Converts an annotated DNA multi-sequence alignment (in [NEXUS](http://wiki.christophchamp.com/index.php?title=NEXUS_file_format) format) to an EMBL flatfile for submission to [ENA](http://www.ebi.ac.uk/ena) via the [Webin-CLI submission tool](https://ena-docs.readthedocs.io/en/latest/cli_05.html).


## INSTALLATION
First, please be sure to have [Python 3 installed](https://www.python.org/downloads/) on your system. Then:

To get the most recent stable version of *annonex2embl*, run:

    pip install annonex2embl

Or, alternatively, if you want to get the latest development version of *annonex2embl*, run:

    pip install git+https://github.com/michaelgruenstaeudl/annonex2embl.git


## INPUT, OUTPUT AND PREREQUISITES
* **Input**: an annotated DNA multiple sequence alignment in NEXUS format; a comma-delimited metadata table
* **Output**: a submission-ready, multi-record EMBL flatfile

#### Requirements / Input preparation
The annotations of a NEXUS file are specified via [SETS-block](http://hydrodictyon.eeb.uconn.edu/eebedia/index.php/Phylogenetics:_NEXUS_Format), which is located beneath a DATA-block and defines sets of characters in the DNA alignment. In such a SETS-block, every gene and every exon charset must be accompanied by one CDS charset. Other charsets can be defined unaccompanied.

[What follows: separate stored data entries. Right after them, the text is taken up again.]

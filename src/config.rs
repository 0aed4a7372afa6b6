//! Configuration loading
//!
//! `defaults/c4d-symbols.default.toml` is embedded into the binary so the documented defaults
//! and the runtime behavior cannot drift apart. User files and CLI flags are layered on top
//! of those defaults via [`Loader`] before deserializing into [`SymbolsConfig`].

use config::builder::DefaultState;
use config::{Config, ConfigBuilder, ConfigError, File, FileFormat, ValueKind};
use serde::Deserialize;
use std::path::Path;

const DEFAULT_TOML: &str = include_str!("../defaults/c4d-symbols.default.toml");

/// Per-project configuration file, picked up from the working directory when present.
pub const PROJECT_CONFIG: &str = "c4d-symbols.toml";

/// Top-level configuration
#[derive(Debug, Clone, Deserialize)]
pub struct SymbolsConfig {
    pub output: OutputConfig,
}

/// Controls how an extracted table is written out
#[derive(Debug, Clone, PartialEq, Eq, Deserialize)]
pub struct OutputConfig {
    pub format: String,
    pub variable: String,
    pub indent: String,
}

impl Default for OutputConfig {
    fn default() -> Self {
        Self {
            format: "python".to_string(),
            variable: "res".to_string(),
            indent: "    ".to_string(),
        }
    }
}

/// Layers project files, `--config` files and flag overrides over the embedded defaults.
///
/// Later sources win.
#[derive(Debug, Clone)]
pub struct Loader {
    builder: ConfigBuilder<DefaultState>,
}

impl Loader {
    /// Loader holding only the embedded defaults.
    pub fn new() -> Self {
        let builder = Config::builder().add_source(File::from_str(DEFAULT_TOML, FileFormat::Toml));
        Self { builder }
    }

    /// Layer a TOML file that must exist.
    pub fn with_file(mut self, path: impl AsRef<Path>) -> Self {
        let source = File::from(path.as_ref())
            .format(FileFormat::Toml)
            .required(true);
        self.builder = self.builder.add_source(source);
        self
    }

    /// Layer a TOML file, skipped when absent.
    pub fn with_optional_file(mut self, path: impl AsRef<Path>) -> Self {
        let source = File::from(path.as_ref())
            .format(FileFormat::Toml)
            .required(false);
        self.builder = self.builder.add_source(source);
        self
    }

    /// Apply a single key/value override (e.g. `output.format` from the CLI).
    pub fn set_override<I>(mut self, key: &str, value: I) -> Result<Self, ConfigError>
    where
        I: Into<ValueKind>,
    {
        self.builder = self.builder.set_override(key, value)?;
        Ok(self)
    }

    pub fn build(self) -> Result<SymbolsConfig, ConfigError> {
        self.builder.build()?.try_deserialize()
    }
}

impl Default for Loader {
    fn default() -> Self {
        Self::new()
    }
}
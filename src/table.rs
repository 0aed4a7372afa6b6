//! Symbol table
//!
//! The result of one extraction: symbol names mapped to their resolved ids. Names are unique;
//! inserting a name again overwrites its value but keeps the position it was first seen at.
//! Output always goes through [`SymbolTable::sorted_by_value`], which orders by id and falls
//! back to insertion order for symbols sharing an id.

use serde::ser::{Serialize, SerializeMap, Serializer};
use std::collections::HashMap;

/// A resolved enumerator: name plus id
#[derive(Debug, Clone, PartialEq, Eq)]
pub struct Symbol {
    pub name: String,
    pub value: i64,
}

/// Insertion-ordered mapping from symbol name to id
///
/// Equality compares the name to id pairs only; insertion order is ignored.
#[derive(Debug, Clone, Default)]
pub struct SymbolTable {
    symbols: Vec<Symbol>,
    index: HashMap<String, usize>,
}

impl SymbolTable {
    pub fn new() -> Self {
        Self::default()
    }

    /// Record `name` with `value`, overwriting any earlier entry for the same name
    pub fn insert(&mut self, name: impl Into<String>, value: i64) {
        let name = name.into();
        match self.index.get(&name) {
            Some(&slot) => self.symbols[slot].value = value,
            None => {
                self.index.insert(name.clone(), self.symbols.len());
                self.symbols.push(Symbol { name, value });
            }
        }
    }

    pub fn get(&self, name: &str) -> Option<i64> {
        self.index.get(name).map(|&slot| self.symbols[slot].value)
    }

    pub fn contains(&self, name: &str) -> bool {
        self.index.contains_key(name)
    }

    pub fn len(&self) -> usize {
        self.symbols.len()
    }

    pub fn is_empty(&self) -> bool {
        self.symbols.is_empty()
    }

    /// Symbols in the order their names were first inserted
    pub fn iter(&self) -> impl Iterator<Item = &Symbol> {
        self.symbols.iter()
    }

    /// Symbols ascending by id; ties keep insertion order
    pub fn sorted_by_value(&self) -> Vec<&Symbol> {
        let mut sorted: Vec<&Symbol> = self.symbols.iter().collect();
        sorted.sort_by_key(|symbol| symbol.value);
        sorted
    }
}

impl PartialEq for SymbolTable {
    fn eq(&self, other: &Self) -> bool {
        self.len() == other.len()
            && self
                .symbols
                .iter()
                .all(|symbol| other.get(&symbol.name) == Some(symbol.value))
    }
}

impl Eq for SymbolTable {}

impl<N: Into<String>> FromIterator<(N, i64)> for SymbolTable {
    fn from_iter<T: IntoIterator<Item = (N, i64)>>(iter: T) -> Self {
        let mut table = SymbolTable::new();
        for (name, value) in iter {
            table.insert(name, value);
        }
        table
    }
}

/// Serializes as a map in id order, so structured formats list symbols the same way the
/// python literal does.
impl Serialize for SymbolTable {
    fn serialize<S: Serializer>(&self, serializer: S) -> Result<S::Ok, S::Error> {
        let sorted = self.sorted_by_value();
        let mut map = serializer.serialize_map(Some(sorted.len()))?;
        for symbol in sorted {
            map.serialize_entry(&symbol.name, &symbol.value)?;
        }
        map.end()
    }
}
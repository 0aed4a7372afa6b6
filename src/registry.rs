//! Format registry for format discovery and selection
//!
//! Formats are registered and retrieved by name.

use crate::config::OutputConfig;
use crate::error::FormatError;
use crate::format::Format;
use crate::formats::{JsonFormat, PythonFormat, YamlFormat};
use crate::table::SymbolTable;
use std::collections::HashMap;

/// Registry of output formats
pub struct FormatRegistry {
    formats: HashMap<String, Box<dyn Format>>,
}

impl FormatRegistry {
    /// Create a new empty registry
    pub fn new() -> Self {
        FormatRegistry {
            formats: HashMap::new(),
        }
    }

    /// Create a registry holding every built-in format
    pub fn with_defaults() -> Self {
        let mut registry = Self::new();
        registry.register(PythonFormat);
        registry.register(JsonFormat);
        registry.register(YamlFormat);
        registry
    }

    /// Register a format
    ///
    /// If a format with the same name already exists, it will be replaced.
    pub fn register<F: Format + 'static>(&mut self, format: F) {
        self.formats
            .insert(format.name().to_string(), Box::new(format));
    }

    /// Get a format by name
    pub fn get(&self, name: &str) -> Result<&dyn Format, FormatError> {
        self.formats
            .get(name)
            .map(|f| f.as_ref())
            .ok_or_else(|| FormatError::FormatNotFound(name.to_string()))
    }

    /// Check if a format exists
    pub fn has(&self, name: &str) -> bool {
        self.formats.contains_key(name)
    }

    /// List all available format names (sorted)
    pub fn list_formats(&self) -> Vec<String> {
        let mut names: Vec<_> = self.formats.keys().cloned().collect();
        names.sort();
        names
    }

    /// Serialize a table using the specified format
    pub fn serialize(
        &self,
        table: &SymbolTable,
        format: &str,
        config: &OutputConfig,
    ) -> Result<String, FormatError> {
        self.get(format)?.serialize(table, config)
    }
}

impl Default for FormatRegistry {
    fn default() -> Self {
        Self::with_defaults()
    }
}
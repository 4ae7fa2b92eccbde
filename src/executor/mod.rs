mod empty;
mod expression;
mod filter;
mod limit;
mod projection;
mod scan;
mod sort;

use crate::{
    planner::{Node, Plan, PlanNode},
    types::{error::Result, Chunk, OutputSchema, ResultSet, Row},
};

use self::{
    empty::Empty, filter::Filter, limit::Limit, projection::Projection, scan::Scan, sort::Sort,
};

pub use self::expression::ExprEvaluator;

const VECTOR_SIZE_THRESHOLD: usize = 1024;

pub trait Executor {
    fn get_output_schema(&self) -> OutputSchema;
    fn next_chunk(&mut self) -> Result<Chunk>;
}

/// Rows waiting to be handed to the parent in chunks.
#[derive(Default)]
pub struct Buffer {
    rows: std::collections::VecDeque<Row>,
}

impl Buffer {
    pub fn new() -> Buffer {
        Buffer::default()
    }

    pub fn size(&self) -> usize {
        self.rows.len()
    }

    pub fn add_row(&mut self, row: Row) {
        self.rows.push_back(row);
    }

    pub fn get_sized_chunk(&mut self, size: usize) -> Chunk {
        let take = size.min(self.rows.len());
        Chunk::new(self.rows.drain(..take).collect())
    }
}

struct ExecutorBuilder {}

impl ExecutorBuilder {
    fn build_from_plan(plan: Plan) -> Result<Box<dyn Executor>> {
        Self::build(plan.root)
    }

    fn build(plan_node: PlanNode) -> Result<Box<dyn Executor>> {
        let output_schema = plan_node.output_schema;
        match plan_node.node {
            Node::Scan {
                table_name,
                source,
                filter,
            } => Ok(Scan::new(table_name, source, filter, output_schema)?),
            Node::Filter { filter, child } => {
                let child = Self::build(*child)?;
                Ok(Filter::new(child, filter, output_schema)?)
            }
            Node::Projection { exprs, child } => {
                let child = Self::build(*child)?;
                Ok(Projection::new(child, exprs, output_schema)?)
            }
            Node::Sort { keys, fetch, child } => {
                let child = Self::build(*child)?;
                Ok(Sort::new(child, keys, fetch, output_schema)?)
            }
            Node::Limit {
                limit,
                offset,
                child,
            } => {
                let child = Self::build(*child)?;
                Ok(Limit::new(child, limit, offset, output_schema)?)
            }
            Node::Empty {} => Ok(Empty::new()?),
        }
    }
}

pub struct ExecutionEngine {}

impl ExecutionEngine {
    pub fn new() -> ExecutionEngine {
        ExecutionEngine {}
    }

    pub fn execute(&self, plan: Plan) -> Result<ResultSet> {
        tracing::debug!("executing plan");
        let mut executor = ExecutorBuilder::build_from_plan(plan)?;
        let mut result = ResultSet {
            output_schema: executor.get_output_schema(),
            ..ResultSet::default()
        };

        loop {
            let chunk = executor.next_chunk()?;

            if chunk.is_empty() {
                break;
            }

            result.chunks.push(chunk);
        }

        Ok(result)
    }
}

impl Default for ExecutionEngine {
    fn default() -> Self {
        Self::new()
    }
}
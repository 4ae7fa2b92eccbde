//! TPC-H table definitions and the helpers that register them with an engine.

use std::path::{Path, PathBuf};

use crate::database::Database;
use crate::storage::{FileFormat, TableSource};
use crate::types::error::{Error, Result};
use crate::types::{Column, DataType, OutputSchema};

use crate::types::DataType::{BigInt, Date, Double, Varchar};

const NATION: &[(&str, DataType)] = &[
    ("n_nationkey", BigInt),
    ("n_name", Varchar),
    ("n_regionkey", BigInt),
    ("n_comment", Varchar),
];

const ORDERS: &[(&str, DataType)] = &[
    ("o_orderkey", BigInt),
    ("o_custkey", BigInt),
    ("o_orderstatus", Varchar),
    ("o_totalprice", Double),
    ("o_orderdate", Date),
    ("o_orderpriority", Varchar),
    ("o_clerk", Varchar),
    ("o_shippriority", BigInt),
    ("o_comment", Varchar),
];

const LINEITEM: &[(&str, DataType)] = &[
    ("l_orderkey", BigInt),
    ("l_partkey", BigInt),
    ("l_suppkey", BigInt),
    ("l_linenumber", BigInt),
    ("l_quantity", Double),
    ("l_extendedprice", Double),
    ("l_discount", Double),
    ("l_tax", Double),
    ("l_returnflag", Varchar),
    ("l_linestatus", Varchar),
    ("l_shipdate", Date),
    ("l_commitdate", Date),
    ("l_receiptdate", Date),
    ("l_shipinstruct", Varchar),
    ("l_shipmode", Varchar),
    ("l_comment", Varchar),
];

pub fn table_schema(table: &str) -> Result<OutputSchema> {
    let definition = match table.to_lowercase().as_str() {
        "nation" => NATION,
        "orders" => ORDERS,
        "lineitem" => LINEITEM,
        _ => return Err(Error::Harness(format!("Unknown TPC-H table '{}'", table))),
    };
    Ok(OutputSchema::new(
        definition
            .iter()
            .map(|(name, data_type)| Column::new(name, *data_type))
            .collect(),
    ))
}

/// Path of the `part`-th file of `table` in `format`.
pub fn table_file(data_dir: &Path, table: &str, format: FileFormat, part: usize) -> PathBuf {
    data_dir.join(format!("{}_{}.{}", table, part, format.extension()))
}

/// Files holding `table` in `format`, in name order.
pub fn table_files(data_dir: &Path, table: &str, format: FileFormat) -> Result<Vec<PathBuf>> {
    let pattern = data_dir.join(format!("{}_*.{}", table, format.extension()));
    let pattern = pattern.to_string_lossy();
    let mut files = glob::glob(&pattern)
        .map_err(|e| Error::Harness(format!("Invalid table pattern {}: {}", pattern, e)))?
        .collect::<std::result::Result<Vec<PathBuf>, glob::GlobError>>()
        .map_err(|e| Error::Harness(e.to_string()))?;
    files.sort();
    Ok(files)
}

/// Registers `tables` from `data_dir` in `format`, replacing earlier
/// registrations of the same names.
pub fn create_tables(
    db: &mut Database,
    data_dir: &Path,
    format: FileFormat,
    tables: &[&str],
) -> Result<()> {
    for table in tables {
        let files = table_files(data_dir, table, format)?;
        if files.is_empty() {
            return Err(Error::Harness(format!(
                "No {} files for table '{}' in {}",
                format,
                table,
                data_dir.display()
            )));
        }

        let source = match format {
            FileFormat::Csv => TableSource::csv(files, table_schema(table)?)?,
            FileFormat::Parquet => TableSource::parquet(files)?,
        };
        tracing::info!(table = *table, format = %format, "created table");
        db.register_table(table, source);
    }
    Ok(())
}

/// Whether every table has at least one file in every format.
pub fn data_present(data_dir: &Path, tables: &[&str], formats: &[FileFormat]) -> Result<bool> {
    for table in tables {
        for format in formats {
            if table_files(data_dir, table, *format)?.is_empty() {
                return Ok(false);
            }
        }
    }
    Ok(true)
}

#### Example of a complete SETS-BLOCK
```
BEGIN SETS;
CHARSET matK_gene_forward = 929-2530;
CHARSET matK_CDS_forward = 929-2530;
CHARSET trnK_intron_forward = 1-928 2531-2813;
END;
```

#### Examples of corresponding DESCR variable
```
DESCR="tRNA-Lys (trnK) intron, partial sequence; maturase K (matK) gene, complete sequence"
```

## EXAMPLE USAGE
#### On Linux / MacOS
```
SCRPT=$PWD/scripts/annonex2embl_launcher_CLI.py
INPUT=examples/input/TestData1.nex
METAD=examples/input/Metadata.csv
OTPUT=examples/temp/TestData1.embl
DESCR='description of alignment here'  # Do not use double-quotes
EMAIL=your_email_here@yourmailserver.com
AUTHR='your name here'  # Do not use double-quotes
MNFTS=PRJEB00000
MNFTD=${DESCR//[^[:alnum:]]/_}

python3 $SCRPT -n $INPUT -c $METAD -d "$DESCR" -e $EMAIL -a "$AUTHR" -o $OTPUT --productlookup --manifeststudy $MNFTS --manifestdescr $MNFTD --compress
```

#### On Windows
```
SET SCRPT=$PWD\scripts\annonex2embl_launcher_CLI.py
SET INPUT=examples\input\TestData1.nex
SET METAD=examples\input\Metadata.csv
SET OTPUT=examples\temp\TestData1.embl
SET DESCR='description of alignment here'
SET EMAIL=your_email_here@yourmailserver.com
SET AUTHR='your name here'
SET MNFTS=PRJEB00000
SET MNFTD=a_unique_description_here

python %SCRPT% -n %INPUT% -c %METAD% -d %DESCR% -e %EMAIL% -a %AUTHR% -o %OTPUT% --productlookup --manifeststudy %MNFTS% --manifestdescr %MNFTD% --compress
```

## TO DO
* In the title line of each output record, the mol_type "; DNA;" must be automatically replaced with "; genomic DNA;".
* Implement a test that checks if any sequence name is duplicated. This occurs at times and needs to throw an error at the beginning of the software execution.
* Implement a test that checks if any sequence name does not have a corresponding entry in the metadata file. This occurs at times and needs to throw an error at the beginning of the software execution.

<!--
## TESTING
    python3 -m unittest discover -s tests -p "*_test.py"
    python3 -m unittest discover -s tests -p "*_test.py" -v  # verbose version
    pytest  # on Linux only, if python-pytest installed via pip
-->

## CHANGELOG
See [`CHANGELOG.md`](CHANGELOG.md) for a list of recent changes to the software.